- Parent: Shem

= Ashur (Bible) =

Son of Shem

Ashur (אַשּׁוּר ʾAššūr) was the second son of Shem, the son of Noah. Ashur's brothers were Elam, Arphaxad, Lud, and Aram.

==Status as a city builder==
Prior to the discovery of the Dead Sea Scrolls, there was contention in academic circles regarding whether Ashur or Nimrod built the Assyrian cities of Nineveh, Resen, Rehoboth-Ir and Calah, since the name Ashur can refer to both the person and the country (compare AV and ESV). Sir Walter Raleigh devoted several pages in his History of the World (c. 1616) to reciting past scholarship regarding the question of whether it had been Nimrod or Ashur who built the cities in Assyria. Both the JPS Tanakh 1917 and the 1611 King James Bible clarify the language of the Septuagint and Vulgate translations of Genesis 10:11-12, by explicitly crediting Ashur as the founder of the cities of Nineveh, Rehoboth, Calah, and Resen.
==Book of Jubilees==
The Ge'ez version of the Book of Jubilees, affirmed by the 15 Jubilees scrolls found amongst the Dead Sea Scrolls, affirms that the contested lands in Genesis 10:8–12 were apportioned to Ashur.
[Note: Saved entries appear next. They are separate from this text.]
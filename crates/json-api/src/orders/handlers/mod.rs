//! Order Handlers

pub(crate) mod create;
pub(crate) mod delete;
pub(crate) mod read;
pub(crate) mod update;
//! Orders service.

use async_trait::async_trait;
use mockall::automock;
use tracing::debug;

use crate::{
    database::Db,
    domain::{
        orders::{
            data::{NewOrder, OrderUpdate},
            errors::OrdersServiceError,
            records::{OrderRecord, OrderUuid},
            repository::{OrderChanges, PgOrdersRepository},
        },
        users::records::UserUuid,
    },
};

#[derive(Debug, Clone)]
pub struct PgOrdersService {
    db: Db,
    repository: PgOrdersRepository,
}

impl PgOrdersService {
    #[must_use]
    pub fn new(db: Db) -> Self {
        Self {
            db,
            repository: PgOrdersRepository::new(),
        }
    }
}

#[async_trait]
impl OrdersService for PgOrdersService {
    async fn list_orders(&self, owner: UserUuid) -> Result<Vec<OrderRecord>, OrdersServiceError> {
        let mut tx = self.db.begin_user_transaction(owner).await?;

        let orders = self.repository.list_orders(&mut tx, owner).await?;

        tx.commit().await?;

        Ok(orders)
    }

    async fn get_order(
        &self,
        owner: UserUuid,
        order: OrderUuid,
    ) -> Result<OrderRecord, OrdersServiceError> {
        let mut tx = self.db.begin_user_transaction(owner).await?;

        let order = self.repository.get_order(&mut tx, owner, order).await?;

        tx.commit().await?;

        Ok(order)
    }

    async fn create_order(
        &self,
        owner: UserUuid,
        order: NewOrder,
    ) -> Result<OrderRecord, OrdersServiceError> {
        let quantity = i32::try_from(order.quantity())?;

        let mut tx = self.db.begin_user_transaction(owner).await?;

        let created = self
            .repository
            .create_order(&mut tx, owner, OrderUuid::new(), quantity, &order)
            .await?;

        tx.commit().await?;

        debug!(order_uuid = %created.uuid, owner_uuid = %owner, "created order");

        Ok(created)
    }

    async fn update_order(
        &self,
        owner: UserUuid,
        order: OrderUuid,
        update: OrderUpdate,
    ) -> Result<u64, OrdersServiceError> {
        let changes = OrderChanges {
            quantity: update.quantity.map(i32::try_from).transpose()?,
            product: update.product,
            status: update.status,
            total: update.total,
        };

        let mut tx = self.db.begin_user_transaction(owner).await?;

        let rows_affected = self
            .repository
            .update_order(&mut tx, owner, order, changes)
            .await?;

        tx.commit().await?;

        Ok(rows_affected)
    }

    async fn delete_order(
        &self,
        owner: UserUuid,
        order: OrderUuid,
    ) -> Result<u64, OrdersServiceError> {
        let mut tx = self.db.begin_user_transaction(owner).await?;

        let rows_affected = self.repository.delete_order(&mut tx, owner, order).await?;

        tx.commit().await?;

        Ok(rows_affected)
    }
}

/// Owner-scoped order persistence.
///
/// Every operation takes the caller's identity and only ever sees orders that
/// identity owns; an order owned by someone else behaves as if it did not exist.
#[automock]
#[async_trait]
pub trait OrdersService: Send + Sync {
    /// Retrieves the owner's orders, newest first.
    async fn list_orders(&self, owner: UserUuid) -> Result<Vec<OrderRecord>, OrdersServiceError>;

    /// Retrieves a single order.
    async fn get_order(
        &self,
        owner: UserUuid,
        order: OrderUuid,
    ) -> Result<OrderRecord, OrdersServiceError>;

    /// Creates a pending order owned by `owner`.
    async fn create_order(
        &self,
        owner: UserUuid,
        order: NewOrder,
    ) -> Result<OrderRecord, OrdersServiceError>;

    /// Applies `update` and returns the number of orders changed (0 or 1).
    async fn update_order(
        &self,
        owner: UserUuid,
        order: OrderUuid,
        update: OrderUpdate,
    ) -> Result<u64, OrdersServiceError>;

    /// Deletes an order and returns the number of orders removed (0 or 1).
    async fn delete_order(
        &self,
        owner: UserUuid,
        order: OrderUuid,
    ) -> Result<u64, OrdersServiceError>;
}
Jubilees 9:3 states, "And for Ashur came forth the second Portion, all the land of Ashur and Nineveh and Shinar and to the border of India, and it ascends and skirts the river."
==Flavius Josephus==
The 1st century Judaeo-Roman historian Flavius Josephus also gives the following statement: "Ashur lived at the city of Nineveh; and named his subjects Assyrians, who became the most fortunate nation, beyond others" (Antiquities, i, vi, 4).

==Sons in mediaeval Jewish texts==
According to the Mediaeval Jewish text or midrash Sefer HaYashar, Asshur had sons called Mirus and Mokil.

Another text, Chronicles of Jerahmeel, gives the names of Asshur's sons as Gezrôn and Ishai.